§ EXERCISE
Of the lines listed below, return exactly those that run from the line containing "once. Connections already" through the line containing "and every open", both included.

[Stored data]
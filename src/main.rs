use std::sync::Arc;

use tracing_subscriber::{layer::SubscriberExt, util::SubscriberInitExt};

use invoicer::store::MemoryStore;
use invoicer::{api, App, AppState, Config, RunMode, Server};

#[tokio::main]
async fn main() -> anyhow::Result<()> {
    let config = Config::from_env()?;

    let default_filter = match config.mode {
        RunMode::Debug => "invoicer=debug",
        RunMode::Release => "invoicer=info",
    };
    tracing_subscriber::registry()
        .with(
            tracing_subscriber::EnvFilter::try_from_default_env()
                .unwrap_or_else(|_| default_filter.into()),
        )
        .with(tracing_subscriber::fmt::layer())
        .init();

    if let Err(e) = tokio::fs::create_dir_all(&config.uploads_dir).await {
        tracing::warn!(dir = %config.uploads_dir.display(), "cannot create uploads directory: {e}");
    }

    tracing::info!(
        mode = config.mode.as_str(),
        frontend = %config.frontend_origin,
        rate_limit = config.rate_limit.max_requests,
        window_secs = config.rate_limit.window.as_secs(),
        "starting invoicer",
    );

    let bind = config.bind;
    let state = Arc::new(AppState::new(config, Arc::new(MemoryStore::new())));
    Server::bind(bind).serve(App::new(state, api::routes())).await?;
    Ok(())
}
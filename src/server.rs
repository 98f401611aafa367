//! Accept loop, per-connection tasks and shutdown.
//!
//! A shutdown signal stops the accept loop at once. Connections already
//! open keep being served until they close; only then does
//! [`Server::serve`] return. A background task sweeps expired rate-limit
//! buckets once per window for as long as the server runs.

use std::net::SocketAddr;
use std::sync::Arc;
use std::time::Instant;

use hyper::service::service_fn;
use hyper_util::rt::{TokioExecutor, TokioIo};
use hyper_util::server::conn::auto::Builder as ConnBuilder;
use tokio::net::TcpListener;
use tracing::{debug, error, info};

use crate::app::App;
use crate::error::Error;

/// Serves an [`App`] over TCP, HTTP/1.1 and HTTP/2.
pub struct Server {
    addr: SocketAddr,
}

impl Server {
    /// Nothing is bound until [`serve`](Server::serve).
    pub fn bind(addr: SocketAddr) -> Self {
        Self { addr }
    }

    /// Binds, then serves until SIGTERM or Ctrl-C and every open
    /// connection has finished.
    pub async fn serve(self, app: App) -> Result<(), Error> {
        let listener = TcpListener::bind(self.addr).await?;
        info!(addr = %self.addr, "invoicer listening");
        self.serve_on(listener, app, shutdown_signal()).await
    }

    /// Serves on an already-bound listener until `shutdown` resolves.
    pub async fn serve_on(
        self,
        listener: TcpListener,
        app: App,
        shutdown: impl std::future::Future<Output = ()>,
    ) -> Result<(), Error> {
        let app = Arc::new(app);
        let sweeper = app.rate_limiter().map(|limiter| {
            tokio::spawn(async move {
                let mut interval = tokio::time::interval(limiter.window());
                loop {
                    interval.tick().await;
                    let removed = limiter.sweep(Instant::now());
                    if removed > 0 {
                        debug!(removed, remaining = limiter.tracked_keys(), "rate-limit buckets swept");
                    }
                }
            })
        });

        // JoinSet tracks every connection task so shutdown can wait for them.
        let mut tasks = tokio::task::JoinSet::new();
        tokio::pin!(shutdown);

        loop {
            tokio::select! {
                // Check shutdown first so a signal stops accepting at once,
                // even with connections queued.
                biased;

                () = &mut shutdown => {
                    info!(in_flight = tasks.len(), "shutdown signal received, draining connections");
                    break;
                }

                res = listener.accept() => {
                    let (stream, remote_addr) = match res {
                        Ok(v) => v,
                        Err(e) => {
                            error!("accept error: {e}");
                            continue;
                        }
                    };

                    let app = Arc::clone(&app);
                    let io = TokioIo::new(stream);

                    tasks.spawn(async move {
                        // Called once per request on the connection.
                        let svc = service_fn(move |req| {
                            let app = Arc::clone(&app);
                            async move {
                                let res = app.dispatch(req, remote_addr).await;
                                Ok::<_, std::convert::Infallible>(res.into_inner())
                            }
                        });

                        // Serves HTTP/1.1 and HTTP/2, whichever the client speaks.
                        if let Err(e) = ConnBuilder::new(TokioExecutor::new())
                            .serve_connection(io, svc)
                            .await
                        {
                            error!(peer = %remote_addr, "connection error: {e}");
                        }
                    });
                }

                // Reap finished connection tasks so the JoinSet does not grow
                // without bound.
                Some(_) = tasks.join_next(), if !tasks.is_empty() => {}
            }
        }

        while tasks.join_next().await.is_some() {}
        if let Some(sweeper) = sweeper {
            sweeper.abort();
        }

        info!("invoicer stopped");
        Ok(())
    }
}

/// Resolves on the first shutdown signal the process receives: SIGTERM or
/// SIGINT on Unix, Ctrl-C elsewhere.
async fn shutdown_signal() {
    let ctrl_c = async {
        if let Err(e) = tokio::signal::ctrl_c().await {
            error!("failed to listen for Ctrl-C: {e}");
            std::future::pending::<()>().await;
        }
    };

    #[cfg(unix)]
    let sigterm = async {
        match tokio::signal::unix::signal(tokio::signal::unix::SignalKind::terminate()) {
            Ok(mut sig) => {
                sig.recv().await;
            }
            Err(e) => {
                error!("failed to install SIGTERM handler: {e}");
                std::future::pending::<()>().await;
            }
        }
    };

    #[cfg(not(unix))]
    let sigterm = std::future::pending::<()>();

    tokio::select! {
        () = ctrl_c   => {}
        () = sigterm  => {}
    }
}
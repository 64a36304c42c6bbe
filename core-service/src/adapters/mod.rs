//! # Event Adapters
//!
//! An adapter turns host events into cache lookups and off-thread work
//! without ever blocking the thread that fired the event. Each one
//! registers its listeners with an [`EventRegistry`] and resolves its
//! thread requirements through [`ThreadContracts`](crate::contracts::ThreadContracts).

use std::sync::Arc;

use crate::registry::{EventRegistry, ListenerId};

pub mod player_session;

pub use player_session::{
    PlayerId, PlayerJoined, PlayerLeft, PlayerSessionAdapter, UserData, UserDataStore,
};

/// A bundle of listeners installed together.
pub trait EventAdapter: Send + Sync + 'static {
    fn name(&self) -> &'static str;

    /// Registers this adapter's listeners, returning their ids.
    fn register(self: Arc<Self>, registry: &EventRegistry) -> Vec<ListenerId>;
}
//! # Core Dispatch
//!
//! Lets asynchronous work run off the calling thread while the code that
//! consumes its result runs on the thread the host requires.
//!
//! ## Overview
//!
//! - [`ThreadContext`] - where a continuation may run (`Required(thread)`,
//!   `Any`, `Worker`)
//! - [`ThreadAffinityDispatcher`] - routes work to a context: inline when the
//!   caller already satisfies it, otherwise through a per-thread FIFO queue
//!   drained by that thread, or through the worker runtime
//! - [`FutureHandle`] - single-resolution, multi-observer result container
//!   whose handlers fire on their requested context
//! - [`SuspendToFutureBridge`] - turns async or blocking computations into
//!   `FutureHandle`s
//!
//! ## Usage
//!
//! ```rust
//! use core_dispatch::{SuspendToFutureBridge, ThreadAffinityDispatcher};
//! use bridge_traits::host::{BoundThread, HostThread};
//! use std::sync::{mpsc, Arc};
//!
//! let dispatcher = ThreadAffinityDispatcher::builder().worker_threads(1).build().unwrap();
//! let bridge = SuspendToFutureBridge::new(Arc::clone(&dispatcher));
//!
//! // This thread plays the host's primary thread.
//! let main = Arc::new(BoundThread::new("server-main"));
//! main.bind_current().unwrap();
//! let on_main = dispatcher.register_thread(Arc::clone(&main));
//!
//! let handle = bridge.invoke_blocking(|| Ok(21 * 2), on_main);
//! let (tx, rx) = mpsc::channel();
//! handle.on_success(move |answer| tx.send(answer).unwrap());
//!
//! // One host tick later the continuation has run here.
//! let answer = loop {
//!     dispatcher.drain(&main.id()).unwrap();
//!     if let Ok(answer) = rx.try_recv() {
//!         break answer;
//!     }
//!     std::thread::sleep(std::time::Duration::from_millis(1));
//! };
//! assert_eq!(answer, 42);
//! ```

pub mod bridge;
pub mod context;
pub mod dispatcher;
pub mod error;
pub mod handle;

pub use bridge::SuspendToFutureBridge;
pub use context::{HostThreadRef, ThreadContext};
pub use dispatcher::{DispatcherBuilder, ThreadAffinityDispatcher};
pub use error::{DispatchError, FetchError};
pub use handle::{FutureHandle, HandleState, Outcome};
//! # Thread-Affinity Dispatcher
//!
//! Routes work to the thread it must run on.
//!
//! ```text
//!                 submit(ctx, work)
//!                        │
//!          ctx satisfied by caller? ──yes──> run inline
//!                        │ no
//!        ┌───────────────┴────────────────┐
//!   Required(t)                         Worker
//!        │                                │
//!  ContextQueue(t)                 unbounded channel
//!  drained by t each tick          pump task ─> blocking pool
//! ```
//!
//! Every item runs behind `catch_unwind`; a panicking handler is logged,
//! published on the [`EventBus`] and the queue keeps draining.

use std::any::Any;
use std::collections::{HashMap, VecDeque};
use std::fmt;
use std::panic::{self, AssertUnwindSafe};
use std::sync::atomic::{AtomicBool, AtomicUsize, Ordering};
use std::sync::{Arc, Mutex, MutexGuard, PoisonError, RwLock};

use bridge_traits::host::HostThreadId;
use core_async::runtime::WorkerRuntime;
use core_async::sync::mpsc;
use core_async::task;
use core_runtime::config::CoreConfig;
use core_runtime::events::{DispatchEvent, EventBus, RuntimeEvent};
use tracing::{debug, error, info, trace};

use crate::context::{HostThreadRef, ThreadContext, WorkerScope};
use crate::error::DispatchError;

pub(crate) type Job = Box<dyn FnOnce() + Send + 'static>;

pub(crate) fn lock<T>(mutex: &Mutex<T>) -> MutexGuard<'_, T> {
    mutex.lock().unwrap_or_else(PoisonError::into_inner)
}

/// Renders a caught panic payload as text.
pub fn panic_message(payload: &(dyn Any + Send)) -> String {
    if let Some(message) = payload.downcast_ref::<&'static str>() {
        (*message).to_string()
    } else if let Some(message) = payload.downcast_ref::<String>() {
        message.clone()
    } else {
        "non-string panic payload".to_string()
    }
}

/// Runs one work item, containing any panic at this boundary.
fn run_guarded(context: &ThreadContext, job: Job, event_bus: Option<&EventBus>) {
    if let Err(payload) = panic::catch_unwind(AssertUnwindSafe(job)) {
        let message = panic_message(payload.as_ref());
        error!(context = %context, panic = %message, "Handler panicked; continuing");
        if let Some(bus) = event_bus {
            let _ = bus.emit(RuntimeEvent::Dispatch(DispatchEvent::HandlerPanicked {
                context: context.to_string(),
                message,
            }));
        }
    }
}

/// FIFO of work waiting for one designated thread.
struct ContextQueue {
    thread: HostThreadRef,
    state: Mutex<QueueState>,
}

#[derive(Default)]
struct QueueState {
    jobs: VecDeque<Job>,
    closed: bool,
}

impl ContextQueue {
    fn new(thread: HostThreadRef) -> Self {
        Self {
            thread,
            state: Mutex::new(QueueState::default()),
        }
    }

    /// Hands the job back when the queue is closed so the caller can drop it
    /// outside the lock.
    fn push(&self, job: Job) -> Result<(), Job> {
        let mut state = lock(&self.state);
        if state.closed {
            return Err(job);
        }
        state.jobs.push_back(job);
        Ok(())
    }

    fn take_all(&self) -> VecDeque<Job> {
        std::mem::take(&mut lock(&self.state).jobs)
    }

    fn close(&self) -> VecDeque<Job> {
        let mut state = lock(&self.state);
        state.closed = true;
        std::mem::take(&mut state.jobs)
    }

    fn len(&self) -> usize {
        lock(&self.state).jobs.len()
    }
}

/// Builder for [`ThreadAffinityDispatcher`].
#[derive(Clone)]
pub struct DispatcherBuilder {
    worker_threads: usize,
    thread_name_prefix: String,
    event_bus: Option<EventBus>,
}

impl Default for DispatcherBuilder {
    fn default() -> Self {
        Self {
            worker_threads: 4,
            thread_name_prefix: "affinity-worker".to_string(),
            event_bus: None,
        }
    }
}

impl DispatcherBuilder {
    pub fn worker_threads(mut self, threads: usize) -> Self {
        self.worker_threads = threads;
        self
    }

    pub fn thread_name_prefix(mut self, prefix: impl Into<String>) -> Self {
        self.thread_name_prefix = prefix.into();
        self
    }

    /// Publish handler panics and closure on `bus`.
    pub fn event_bus(mut self, bus: EventBus) -> Self {
        self.event_bus = Some(bus);
        self
    }

    /// Starts the worker runtime and its pump task.
    pub fn build(self) -> Result<Arc<ThreadAffinityDispatcher>, DispatchError> {
        let runtime = WorkerRuntime::new(self.worker_threads, self.thread_name_prefix.clone())?;
        let (worker_tx, worker_rx) = mpsc::unbounded_channel();
        let worker_backlog = Arc::new(AtomicUsize::new(0));

        drop(runtime.spawn(pump(
            worker_rx,
            Arc::clone(&worker_backlog),
            self.event_bus.clone(),
        )));

        debug!(
            worker_threads = self.worker_threads,
            prefix = %self.thread_name_prefix,
            "Dispatcher started"
        );

        Ok(Arc::new(ThreadAffinityDispatcher {
            queues: RwLock::new(HashMap::new()),
            worker_tx: Mutex::new(Some(worker_tx)),
            worker_backlog,
            runtime,
            closed: AtomicBool::new(false),
            event_bus: self.event_bus,
        }))
    }
}

/// Consumes `Worker` submissions in order, starting each on the blocking
/// pool.
async fn pump(
    mut worker_rx: mpsc::UnboundedReceiver<Job>,
    backlog: Arc<AtomicUsize>,
    event_bus: Option<EventBus>,
) {
    while let Some(job) = worker_rx.recv().await {
        let _ = backlog.fetch_update(Ordering::AcqRel, Ordering::Acquire, |n| {
            Some(n.saturating_sub(1))
        });
        let event_bus = event_bus.clone();
        drop(task::spawn_blocking(move || {
            let _scope = WorkerScope::enter();
            run_guarded(&ThreadContext::Worker, job, event_bus.as_ref());
        }));
    }
    trace!("Worker pump stopped");
}

/// Routes work to the thread its [`ThreadContext`] requires.
///
/// Submission never blocks. Work for a designated thread waits in that
/// thread's FIFO queue until the thread calls [`drain`](Self::drain); work
/// for [`ThreadContext::Worker`] runs on the dispatcher's own worker runtime.
pub struct ThreadAffinityDispatcher {
    queues: RwLock<HashMap<HostThreadId, Arc<ContextQueue>>>,
    worker_tx: Mutex<Option<mpsc::UnboundedSender<Job>>>,
    worker_backlog: Arc<AtomicUsize>,
    runtime: WorkerRuntime,
    closed: AtomicBool,
    event_bus: Option<EventBus>,
}

impl ThreadAffinityDispatcher {
    pub fn builder() -> DispatcherBuilder {
        DispatcherBuilder::default()
    }

    /// Builder seeded with the worker settings of `config`.
    pub fn from_config(config: &CoreConfig) -> DispatcherBuilder {
        DispatcherBuilder::default()
            .worker_threads(config.worker_threads)
            .thread_name_prefix(config.thread_name_prefix.clone())
    }

    /// Registers a designated thread and returns the context that targets it.
    ///
    /// Registering an id twice keeps the first registration and its queue.
    pub fn register_thread(&self, thread: impl Into<HostThreadRef>) -> ThreadContext {
        let thread = thread.into();
        let id = thread.id();
        let mut queues = self.queues.write().unwrap_or_else(PoisonError::into_inner);
        let queue = queues
            .entry(id.clone())
            .or_insert_with(|| {
                debug!(thread = %id, "Registered designated thread");
                Arc::new(ContextQueue::new(thread))
            });
        ThreadContext::Required(queue.thread.clone())
    }

    pub fn is_registered(&self, id: &HostThreadId) -> bool {
        self.queues
            .read()
            .unwrap_or_else(PoisonError::into_inner)
            .contains_key(id)
    }

    /// Runs `work` inline when the caller satisfies `context`, otherwise
    /// enqueues it for the thread that does.
    ///
    /// # Errors
    ///
    /// - [`DispatchError::Closed`] after [`shutdown`](Self::shutdown); the
    ///   work is dropped without running.
    /// - [`DispatchError::UnknownThread`] when `context` names a thread that
    ///   was never registered.
    pub fn submit<F>(&self, context: &ThreadContext, work: F) -> Result<(), DispatchError>
    where
        F: FnOnce() + Send + 'static,
    {
        if self.is_closed() {
            return Err(DispatchError::Closed);
        }

        match context {
            ThreadContext::Any => {
                run_guarded(context, Box::new(work), self.event_bus.as_ref());
                Ok(())
            }
            ThreadContext::Required(thread) => {
                let queue = self.queue(&thread.id())?;
                if thread.is_current() {
                    run_guarded(context, Box::new(work), self.event_bus.as_ref());
                    return Ok(());
                }
                match queue.push(Box::new(work)) {
                    Ok(()) => {
                        trace!(context = %context, "Work queued");
                        Ok(())
                    }
                    Err(rejected) => {
                        drop(rejected);
                        Err(DispatchError::Closed)
                    }
                }
            }
            ThreadContext::Worker => {
                if WorkerScope::is_active() {
                    run_guarded(context, Box::new(work), self.event_bus.as_ref());
                    return Ok(());
                }
                self.enqueue_worker(Box::new(work))
            }
        }
    }

    fn enqueue_worker(&self, job: Job) -> Result<(), DispatchError> {
        let rejected = {
            let sender = lock(&self.worker_tx);
            match sender.as_ref() {
                Some(tx) => {
                    self.worker_backlog.fetch_add(1, Ordering::AcqRel);
                    match tx.send(job) {
                        Ok(()) => return Ok(()),
                        Err(mpsc::error::SendError(job)) => {
                            self.worker_backlog.fetch_sub(1, Ordering::AcqRel);
                            job
                        }
                    }
                }
                None => job,
            }
        };
        // Dropped outside the sender lock: a job's drop may submit again.
        drop(rejected);
        Err(DispatchError::Closed)
    }

    fn queue(&self, id: &HostThreadId) -> Result<Arc<ContextQueue>, DispatchError> {
        self.queues
            .read()
            .unwrap_or_else(PoisonError::into_inner)
            .get(id)
            .cloned()
            .ok_or_else(|| DispatchError::UnknownThread(id.to_string()))
    }

    /// Runs the work that was queued for `id` when the call started, in
    /// submission order. Work submitted meanwhile waits for the next drain.
    ///
    /// Returns the number of items run.
    ///
    /// # Errors
    ///
    /// [`DispatchError::WrongThread`] unless called from the thread `id`
    /// names; [`DispatchError::UnknownThread`] if it was never registered.
    pub fn drain(&self, id: &HostThreadId) -> Result<usize, DispatchError> {
        let queue = self.queue(id)?;
        if !queue.thread.is_current() {
            return Err(DispatchError::WrongThread {
                expected: id.to_string(),
            });
        }

        let batch = queue.take_all();
        if batch.is_empty() {
            return Ok(0);
        }

        let context = ThreadContext::Required(queue.thread.clone());
        let count = batch.len();
        for job in batch {
            run_guarded(&context, job, self.event_bus.as_ref());
        }
        trace!(thread = %id, count, "Drained queue");
        Ok(count)
    }

    /// Items waiting for `id`; zero for unknown threads.
    pub fn pending(&self, id: &HostThreadId) -> usize {
        self.queue(id).map(|queue| queue.len()).unwrap_or(0)
    }

    /// Worker items submitted but not yet started.
    pub fn worker_backlog(&self) -> usize {
        self.worker_backlog.load(Ordering::Acquire)
    }

    pub fn is_closed(&self) -> bool {
        self.closed.load(Ordering::Acquire)
    }

    /// Closes every queue and stops the worker runtime.
    ///
    /// Returns the number of queued items that will never run; later calls
    /// return `0`. Dropped items that carry an outcome hand
    /// `DispatcherClosed` to their handler instead of vanishing.
    ///
    /// Those `DispatcherClosed` handlers run on the thread calling
    /// `shutdown`, not on the thread their context named: once the queues
    /// are closed no thread affinity is honored.
    pub fn shutdown(&self) -> usize {
        if self.closed.swap(true, Ordering::AcqRel) {
            return 0;
        }

        let queues: Vec<Arc<ContextQueue>> = self
            .queues
            .read()
            .unwrap_or_else(PoisonError::into_inner)
            .values()
            .cloned()
            .collect();

        let mut abandoned: Vec<Job> = Vec::new();
        for queue in queues {
            abandoned.extend(queue.close());
        }

        let sender = lock(&self.worker_tx).take();
        let dropped = abandoned.len() + self.worker_backlog.swap(0, Ordering::AcqRel);
        drop(sender);
        self.runtime.shutdown();

        info!(dropped, "Dispatcher shut down");
        if let Some(bus) = &self.event_bus {
            let _ = bus.emit(RuntimeEvent::Dispatch(DispatchEvent::Closed { dropped }));
        }

        drop(abandoned);
        dropped
    }

    /// The runtime backing [`ThreadContext::Worker`] and suspended
    /// computations.
    pub fn worker_runtime(&self) -> &WorkerRuntime {
        &self.runtime
    }

    pub fn event_bus(&self) -> Option<&EventBus> {
        self.event_bus.as_ref()
    }
}

impl Drop for ThreadAffinityDispatcher {
    fn drop(&mut self) {
        self.shutdown();
    }
}

impl fmt::Debug for ThreadAffinityDispatcher {
    fn fmt(&self, f: &mut fmt::Formatter<'_>) -> fmt::Result {
        let threads: Vec<String> = self
            .queues
            .read()
            .map(|queues| queues.keys().map(ToString::to_string).collect())
            .unwrap_or_default();
        f.debug_struct("ThreadAffinityDispatcher")
            .field("threads", &threads)
            .field("worker_backlog", &self.worker_backlog())
            .field("closed", &self.is_closed())
            .finish()
    }
}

§ SOLUTION TO THE EXERCISE
//! A shutdown signal stops the accept loop at once. Connections already
//! open keep being served until they close; only then does
//! [`Server::serve`] return. A background task sweeps expired rate-limit
//! buckets once per window for as long as the server runs.

use std::net::SocketAddr;
use std::sync::Arc;
use std::time::Instant;

use hyper::service::service_fn;
use hyper_util::rt::{TokioExecutor, TokioIo};
use hyper_util::server::conn::auto::Builder as ConnBuilder;
use tokio::net::TcpListener;
use tracing::{debug, error, info};

use crate::app::App;
use crate::error::Error;

/// Serves an [`App`] over TCP, HTTP/1.1 and HTTP/2.
pub struct Server {
    addr: SocketAddr,
}

impl Server {
    /// Nothing is bound until [`serve`](Server::serve).
    pub fn bind(addr: SocketAddr) -> Self {
        Self { addr }
    }

    /// Binds, then serves until SIGTERM or Ctrl-C and every open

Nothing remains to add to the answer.